*RECORDS FOR THIS EXERCISE:*
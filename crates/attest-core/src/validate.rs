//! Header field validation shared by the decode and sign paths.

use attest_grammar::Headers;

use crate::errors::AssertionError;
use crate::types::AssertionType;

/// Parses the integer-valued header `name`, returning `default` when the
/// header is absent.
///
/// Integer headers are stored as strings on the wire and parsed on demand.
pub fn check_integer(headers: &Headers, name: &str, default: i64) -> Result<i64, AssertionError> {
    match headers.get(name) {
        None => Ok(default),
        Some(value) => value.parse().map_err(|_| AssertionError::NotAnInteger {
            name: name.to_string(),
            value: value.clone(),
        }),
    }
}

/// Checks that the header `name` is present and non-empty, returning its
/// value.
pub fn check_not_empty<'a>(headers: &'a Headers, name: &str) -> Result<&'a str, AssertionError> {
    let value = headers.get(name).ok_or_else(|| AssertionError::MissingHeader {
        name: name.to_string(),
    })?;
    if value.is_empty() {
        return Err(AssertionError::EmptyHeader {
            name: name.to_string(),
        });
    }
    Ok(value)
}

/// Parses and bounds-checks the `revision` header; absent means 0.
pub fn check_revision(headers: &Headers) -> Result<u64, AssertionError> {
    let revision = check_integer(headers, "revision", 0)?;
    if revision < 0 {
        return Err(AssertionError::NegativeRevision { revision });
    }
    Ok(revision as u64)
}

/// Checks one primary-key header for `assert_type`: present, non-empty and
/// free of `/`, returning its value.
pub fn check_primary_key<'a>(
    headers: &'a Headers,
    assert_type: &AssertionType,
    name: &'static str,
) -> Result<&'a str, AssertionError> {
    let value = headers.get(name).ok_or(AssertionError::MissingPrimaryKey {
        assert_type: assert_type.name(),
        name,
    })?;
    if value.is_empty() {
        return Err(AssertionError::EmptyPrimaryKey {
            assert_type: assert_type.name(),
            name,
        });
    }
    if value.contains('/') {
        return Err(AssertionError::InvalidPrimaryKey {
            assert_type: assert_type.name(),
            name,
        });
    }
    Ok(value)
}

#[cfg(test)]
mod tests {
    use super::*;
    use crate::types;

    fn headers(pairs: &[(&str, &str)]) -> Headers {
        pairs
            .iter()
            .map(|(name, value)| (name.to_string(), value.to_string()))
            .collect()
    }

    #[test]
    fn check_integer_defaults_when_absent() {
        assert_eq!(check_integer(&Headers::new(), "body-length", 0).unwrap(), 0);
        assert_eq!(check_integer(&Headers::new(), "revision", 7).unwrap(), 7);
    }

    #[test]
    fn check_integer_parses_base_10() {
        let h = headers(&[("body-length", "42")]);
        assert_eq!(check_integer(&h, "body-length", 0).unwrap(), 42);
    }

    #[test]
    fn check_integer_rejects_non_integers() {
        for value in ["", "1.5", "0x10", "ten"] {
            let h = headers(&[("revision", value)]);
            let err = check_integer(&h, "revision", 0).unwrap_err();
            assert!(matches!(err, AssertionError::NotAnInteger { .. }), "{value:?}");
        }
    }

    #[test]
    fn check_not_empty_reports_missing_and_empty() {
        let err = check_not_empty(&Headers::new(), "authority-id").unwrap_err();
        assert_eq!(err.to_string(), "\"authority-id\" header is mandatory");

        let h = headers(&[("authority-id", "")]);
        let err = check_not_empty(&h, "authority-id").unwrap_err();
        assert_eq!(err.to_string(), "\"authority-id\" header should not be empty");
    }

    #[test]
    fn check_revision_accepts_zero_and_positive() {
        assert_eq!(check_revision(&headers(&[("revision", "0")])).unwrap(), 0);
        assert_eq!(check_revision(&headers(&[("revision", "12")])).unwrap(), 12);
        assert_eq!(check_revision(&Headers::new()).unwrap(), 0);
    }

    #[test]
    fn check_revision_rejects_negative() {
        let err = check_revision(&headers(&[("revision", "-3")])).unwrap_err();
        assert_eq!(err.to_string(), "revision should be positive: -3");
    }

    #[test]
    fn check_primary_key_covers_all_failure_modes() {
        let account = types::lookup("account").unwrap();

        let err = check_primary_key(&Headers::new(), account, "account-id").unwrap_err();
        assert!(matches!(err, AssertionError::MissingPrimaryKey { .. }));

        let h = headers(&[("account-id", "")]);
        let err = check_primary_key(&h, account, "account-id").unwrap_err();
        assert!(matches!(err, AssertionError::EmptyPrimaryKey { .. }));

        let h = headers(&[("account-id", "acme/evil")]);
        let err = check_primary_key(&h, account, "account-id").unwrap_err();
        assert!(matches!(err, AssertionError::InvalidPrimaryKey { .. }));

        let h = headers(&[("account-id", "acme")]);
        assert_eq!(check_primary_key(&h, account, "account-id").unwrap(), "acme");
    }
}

---

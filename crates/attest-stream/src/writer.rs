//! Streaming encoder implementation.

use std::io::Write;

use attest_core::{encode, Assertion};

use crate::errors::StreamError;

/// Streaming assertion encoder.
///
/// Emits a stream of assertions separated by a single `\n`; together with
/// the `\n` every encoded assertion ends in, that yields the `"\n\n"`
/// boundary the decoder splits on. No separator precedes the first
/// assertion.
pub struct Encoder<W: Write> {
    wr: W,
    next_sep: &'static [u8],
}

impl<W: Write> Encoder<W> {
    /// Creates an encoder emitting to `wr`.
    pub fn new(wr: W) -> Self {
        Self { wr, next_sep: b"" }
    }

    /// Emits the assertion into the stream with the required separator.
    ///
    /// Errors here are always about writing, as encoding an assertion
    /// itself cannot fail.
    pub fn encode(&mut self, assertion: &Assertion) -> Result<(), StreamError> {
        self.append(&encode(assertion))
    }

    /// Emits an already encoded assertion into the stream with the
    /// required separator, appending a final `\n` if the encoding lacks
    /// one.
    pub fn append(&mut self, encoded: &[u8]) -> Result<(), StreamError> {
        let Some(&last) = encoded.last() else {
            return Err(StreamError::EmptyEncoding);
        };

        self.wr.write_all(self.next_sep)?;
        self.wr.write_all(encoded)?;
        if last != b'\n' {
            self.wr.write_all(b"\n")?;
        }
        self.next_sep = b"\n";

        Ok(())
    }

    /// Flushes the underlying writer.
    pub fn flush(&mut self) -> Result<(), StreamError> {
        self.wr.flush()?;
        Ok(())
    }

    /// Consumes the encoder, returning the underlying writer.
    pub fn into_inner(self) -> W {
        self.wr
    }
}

*WHAT TO DO:* Working through the records above, copy each line in which "present" is found.

*EXERCISE ANSWER:*
/// Checks that the header `name` is present and non-empty, returning its
/// Checks one primary-key header for `assert_type`: present, non-empty and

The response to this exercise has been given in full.